───── RECORD EXTRACTS

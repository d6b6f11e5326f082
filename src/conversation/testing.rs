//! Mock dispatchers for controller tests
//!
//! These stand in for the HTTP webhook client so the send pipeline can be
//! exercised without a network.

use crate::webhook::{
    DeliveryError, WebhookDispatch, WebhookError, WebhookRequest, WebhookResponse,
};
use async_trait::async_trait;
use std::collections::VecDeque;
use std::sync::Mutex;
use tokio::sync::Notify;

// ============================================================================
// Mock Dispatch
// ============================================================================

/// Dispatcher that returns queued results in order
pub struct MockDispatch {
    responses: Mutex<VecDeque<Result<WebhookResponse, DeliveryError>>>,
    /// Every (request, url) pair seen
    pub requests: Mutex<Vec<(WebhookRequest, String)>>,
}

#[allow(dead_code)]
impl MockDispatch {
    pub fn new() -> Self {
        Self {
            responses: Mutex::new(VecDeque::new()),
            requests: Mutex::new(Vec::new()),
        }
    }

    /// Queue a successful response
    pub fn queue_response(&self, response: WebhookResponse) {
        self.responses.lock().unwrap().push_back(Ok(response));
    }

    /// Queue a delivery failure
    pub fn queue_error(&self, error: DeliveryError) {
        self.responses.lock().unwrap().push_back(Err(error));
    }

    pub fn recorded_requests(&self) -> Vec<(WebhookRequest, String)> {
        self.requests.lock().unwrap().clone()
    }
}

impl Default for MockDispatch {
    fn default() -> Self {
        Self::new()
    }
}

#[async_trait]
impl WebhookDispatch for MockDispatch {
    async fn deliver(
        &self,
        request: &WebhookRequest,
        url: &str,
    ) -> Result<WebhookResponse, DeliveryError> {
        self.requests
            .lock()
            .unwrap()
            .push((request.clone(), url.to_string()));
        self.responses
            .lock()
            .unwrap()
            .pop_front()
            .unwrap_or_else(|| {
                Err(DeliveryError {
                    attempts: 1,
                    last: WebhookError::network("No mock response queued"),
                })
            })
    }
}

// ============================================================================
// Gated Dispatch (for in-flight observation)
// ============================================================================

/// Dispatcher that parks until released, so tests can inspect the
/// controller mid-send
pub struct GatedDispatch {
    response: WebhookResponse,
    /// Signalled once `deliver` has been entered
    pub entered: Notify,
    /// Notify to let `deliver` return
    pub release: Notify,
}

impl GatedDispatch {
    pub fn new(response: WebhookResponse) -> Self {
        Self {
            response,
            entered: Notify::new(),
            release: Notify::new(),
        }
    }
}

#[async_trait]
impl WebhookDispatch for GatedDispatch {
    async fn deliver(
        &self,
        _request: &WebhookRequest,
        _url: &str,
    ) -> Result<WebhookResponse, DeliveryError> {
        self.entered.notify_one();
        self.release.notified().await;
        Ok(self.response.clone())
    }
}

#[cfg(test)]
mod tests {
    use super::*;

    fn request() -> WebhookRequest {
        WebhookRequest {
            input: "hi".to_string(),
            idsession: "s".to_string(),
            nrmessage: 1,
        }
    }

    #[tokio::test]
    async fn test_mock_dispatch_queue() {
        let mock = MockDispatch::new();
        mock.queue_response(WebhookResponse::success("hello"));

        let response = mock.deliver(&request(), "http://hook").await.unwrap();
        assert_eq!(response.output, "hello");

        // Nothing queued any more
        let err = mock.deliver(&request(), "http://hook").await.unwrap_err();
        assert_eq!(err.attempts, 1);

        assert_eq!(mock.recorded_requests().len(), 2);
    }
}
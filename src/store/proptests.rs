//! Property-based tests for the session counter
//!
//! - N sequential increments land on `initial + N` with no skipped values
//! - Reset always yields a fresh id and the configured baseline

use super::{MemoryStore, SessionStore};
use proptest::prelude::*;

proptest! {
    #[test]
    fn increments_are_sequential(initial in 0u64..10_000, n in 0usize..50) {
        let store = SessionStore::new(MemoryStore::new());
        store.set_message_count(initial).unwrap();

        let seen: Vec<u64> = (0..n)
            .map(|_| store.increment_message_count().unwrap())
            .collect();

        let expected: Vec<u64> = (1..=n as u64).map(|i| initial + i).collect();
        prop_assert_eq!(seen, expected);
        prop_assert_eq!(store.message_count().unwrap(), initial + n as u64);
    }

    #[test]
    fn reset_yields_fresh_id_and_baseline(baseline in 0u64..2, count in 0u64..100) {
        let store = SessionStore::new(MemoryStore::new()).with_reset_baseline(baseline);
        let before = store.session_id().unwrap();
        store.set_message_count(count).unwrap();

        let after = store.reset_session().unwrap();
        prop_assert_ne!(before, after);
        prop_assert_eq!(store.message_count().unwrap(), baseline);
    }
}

──────────

Your answer should be one number, the count of lines in the records that contain the word "hello".

TASK ANSWER: 2